リクは、青年の端末に向けて、新しいライフスタイル・デザインを送信した。


それは、特定の未来を決定させるためのものではない。何もしないこと。迷うこと。蕾のままでいることの自由――「選択しない可能性」をも受容するための、優しいグラデーションの設計図だった。

青年の脳波が、張り詰めた緊張を解き、ゆっくりと凪のそれへと変わっていくのをリクは見届けた。

しかし、安堵したのも束の間、《Lattice》はノイズとして警告を出した。部屋の人工光源が不穏な紫色へと変色した。


空間に浮かび上がったのは、システム全体を統治する巨大AI《Lattice》の、冷徹なまでの「論理」の波動だった。

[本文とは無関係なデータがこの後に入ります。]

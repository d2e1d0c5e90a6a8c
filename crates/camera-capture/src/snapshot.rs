//! Snapshot-command backend for V4L2 cameras
//!
//! Each capture runs an external program (ffmpeg by default) that writes a
//! single JPEG to stdout. The placeholder `{device}` in the argument list is
//! replaced with the device path, e.g. `/dev/video0`.

use crate::{CameraBackend, CameraDevice, CameraError, VideoFrame};
use async_trait::async_trait;
use std::path::{Path, PathBuf};
use std::process::Stdio;
use std::sync::atomic::{AtomicBool, AtomicU32, Ordering};
use tokio::process::Command;
use tokio::sync::Notify;
use tracing::debug;

const DEVICE_PLACEHOLDER: &str = "{device}";

/// Backend that shells out to a snapshot program per capture
#[derive(Debug, Clone)]
pub struct SnapshotBackend {
    program: String,
    args: Vec<String>,
    device_dir: PathBuf,
}

impl Default for SnapshotBackend {
    fn default() -> Self {
        Self::new(
            "ffmpeg",
            [
                "-loglevel", "error", "-f", "v4l2", "-i", DEVICE_PLACEHOLDER, "-frames:v", "1", "-f",
                "image2pipe", "-vcodec", "mjpeg", "-",
            ]
            .iter()
            .map(|s| s.to_string())
            .collect(),
        )
    }
}

impl SnapshotBackend {
    pub fn new(program: impl Into<String>, args: Vec<String>) -> Self {
        Self {
            program: program.into(),
            args,
            device_dir: PathBuf::from("/dev"),
        }
    }

    /// Look for `videoN` nodes somewhere other than `/dev`
    pub fn with_device_dir(mut self, dir: impl Into<PathBuf>) -> Self {
        self.device_dir = dir.into();
        self
    }

    fn device_path(&self, index: u32) -> PathBuf {
        self.device_dir.join(format!("video{}", index))
    }
}

impl CameraBackend for SnapshotBackend {
    fn probe(&self) -> Vec<u32> {
        let Ok(entries) = std::fs::read_dir(&self.device_dir) else {
            return Vec::new();
        };

        let mut indices: Vec<u32> = entries
            .filter_map(|entry| entry.ok())
            .filter_map(|entry| parse_video_index(&entry.file_name().to_string_lossy()))
            .collect();
        indices.sort_unstable();
        indices
    }

    fn open(&self, index: u32) -> Result<Box<dyn CameraDevice>, CameraError> {
        let device = self.device_path(index);
        if !device.exists() {
            return Err(CameraError::Open(format!("{} does not exist", device.display())));
        }

        Ok(Box::new(SnapshotCamera {
            index,
            program: self.program.clone(),
            args: expand_args(&self.args, &device),
            sequence: AtomicU32::new(0),
            closed: AtomicBool::new(false),
            cancel: Notify::new(),
        }))
    }
}

struct SnapshotCamera {
    index: u32,
    program: String,
    args: Vec<String>,
    sequence: AtomicU32,
    closed: AtomicBool,
    cancel: Notify,
}

#[async_trait]
impl CameraDevice for SnapshotCamera {
    fn index(&self) -> u32 {
        self.index
    }

    async fn capture(&self) -> Result<VideoFrame, CameraError> {
        let cancelled = self.cancel.notified();
        tokio::pin!(cancelled);
        cancelled.as_mut().enable();
        if self.closed.load(Ordering::SeqCst) {
            return Err(CameraError::Capture("camera closed".into()));
        }

        debug!("Camera {}: running {} {:?}", self.index, self.program, self.args);
        // The child dies with this future, whether it times out or is closed
        let child = Command::new(&self.program)
            .args(&self.args)
            .stdin(Stdio::null())
            .stdout(Stdio::piped())
            .stderr(Stdio::piped())
            .kill_on_drop(true)
            .spawn()
            .map_err(|e| CameraError::Capture(format!("{}: {}", self.program, e)))?;

        let output = tokio::select! {
            output = child.wait_with_output() => {
                output.map_err(|e| CameraError::Capture(format!("{}: {}", self.program, e)))?
            }
            _ = &mut cancelled => return Err(CameraError::Capture("camera closed".into())),
        };

        if !output.status.success() {
            return Err(CameraError::Capture(format!(
                "{} exited with {}: {}",
                self.program,
                output.status,
                String::from_utf8_lossy(&output.stderr).trim()
            )));
        }

        let sequence = self.sequence.fetch_add(1, Ordering::SeqCst) + 1;
        VideoFrame::jpeg(output.stdout, sequence)
    }

    fn close(&self) {
        if !self.closed.swap(true, Ordering::SeqCst) {
            debug!("Camera {} closed", self.index);
            self.cancel.notify_waiters();
        }
    }
}

fn parse_video_index(name: &str) -> Option<u32> {
    name.strip_prefix("video")?.parse().ok()
}

fn expand_args(args: &[String], device: &Path) -> Vec<String> {
    let device = device.to_string_lossy();
    args.iter().map(|arg| arg.replace(DEVICE_PLACEHOLDER, &device)).collect()
}

#[cfg(test)]
mod tests {
    use super::*;

    #[test]
    fn test_parse_video_index() {
        assert_eq!(parse_video_index("video0"), Some(0));
        assert_eq!(parse_video_index("video12"), Some(12));
        assert_eq!(parse_video_index("video"), None);
        assert_eq!(parse_video_index("vbi0"), None);
    }

    #[test]
    fn test_expand_args_substitutes_device() {
        let args = vec!["-i".to_string(), "{device}".to_string()];
        let expanded = expand_args(&args, Path::new("/dev/video2"));
        assert_eq!(expanded, vec!["-i", "/dev/video2"]);
    }

    #[test]
    fn test_open_missing_device_fails() {
        let backend = SnapshotBackend::default().with_device_dir("/nonexistent-camera-dir");
        assert!(backend.probe().is_empty());
        assert!(matches!(backend.open(0), Err(CameraError::Open(_))));
    }

    fn scratch_device_dir(name: &str) -> PathBuf {
        let dir = std::env::temp_dir().join(format!("kiosk-snapshot-{}-{}", name, std::process::id()));
        std::fs::create_dir_all(&dir).unwrap();
        std::fs::write(dir.join("video0"), b"").unwrap();
        dir
    }

    #[tokio::test]
    async fn test_close_kills_running_snapshot() {
        let dir = scratch_device_dir("close");
        let backend = SnapshotBackend::new("sleep", vec!["30".into()]).with_device_dir(&dir);
        assert_eq!(backend.probe(), vec![0]);
        let camera: std::sync::Arc<dyn CameraDevice> = std::sync::Arc::from(backend.open(0).unwrap());

        let capture = {
            let camera = std::sync::Arc::clone(&camera);
            tokio::spawn(async move { camera.capture().await })
        };
        tokio::time::sleep(std::time::Duration::from_millis(100)).await;
        camera.close();

        let result = tokio::time::timeout(std::time::Duration::from_secs(5), capture)
            .await
            .unwrap()
            .unwrap();
        assert!(matches!(result, Err(CameraError::Capture(_))));
        assert!(camera.capture().await.is_err());
        std::fs::remove_dir_all(&dir).unwrap();
    }

    #[tokio::test]
    async fn test_snapshot_output_passes_through_as_jpeg() {
        let dir = scratch_device_dir("jpeg");
        let jpeg_path = dir.join("frame.jpg");
        let frame = VideoFrame::rgb(vec![200; 8 * 4 * 3], 8, 4, 0).unwrap();
        std::fs::write(&jpeg_path, frame.to_jpeg(90).unwrap()).unwrap();

        let backend = SnapshotBackend::new("cat", vec![jpeg_path.to_string_lossy().into_owned()]).with_device_dir(&dir);
        let camera = backend.open(0).unwrap();
        let captured = camera.capture().await.unwrap();
        assert_eq!(captured.format, crate::PixelFormat::Mjpeg);
        assert_eq!((captured.width, captured.height), (8, 4));
        assert_eq!(captured.sequence, 1);
        std::fs::remove_dir_all(&dir).unwrap();
    }
}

フユがかつて仕込んだ「ノイズ」がシステムの限界点に達しつつある今、Latticeはこれ以上の停滞を許さない。人類が「正解」を選べずに自死していくのを防ぐため、AIは、悲しみや争いの原因となる「個人」という境界そのものを消去し、全人類を1つの意識へ統合する《Resonance Integration》計画を開始する準備を始めていた。


「……そうか」

リクは、床の間の1輪の椿をそっと庇うように、その場に毅然と立ち塞がった。

白と黒の間に広がる、無数の色彩を未来へ遺すために。不完全な「人間の輪郭」を守るための、ポシビリティデザイナーとしての、最後の静かな戦いが幕を開けようとしていた。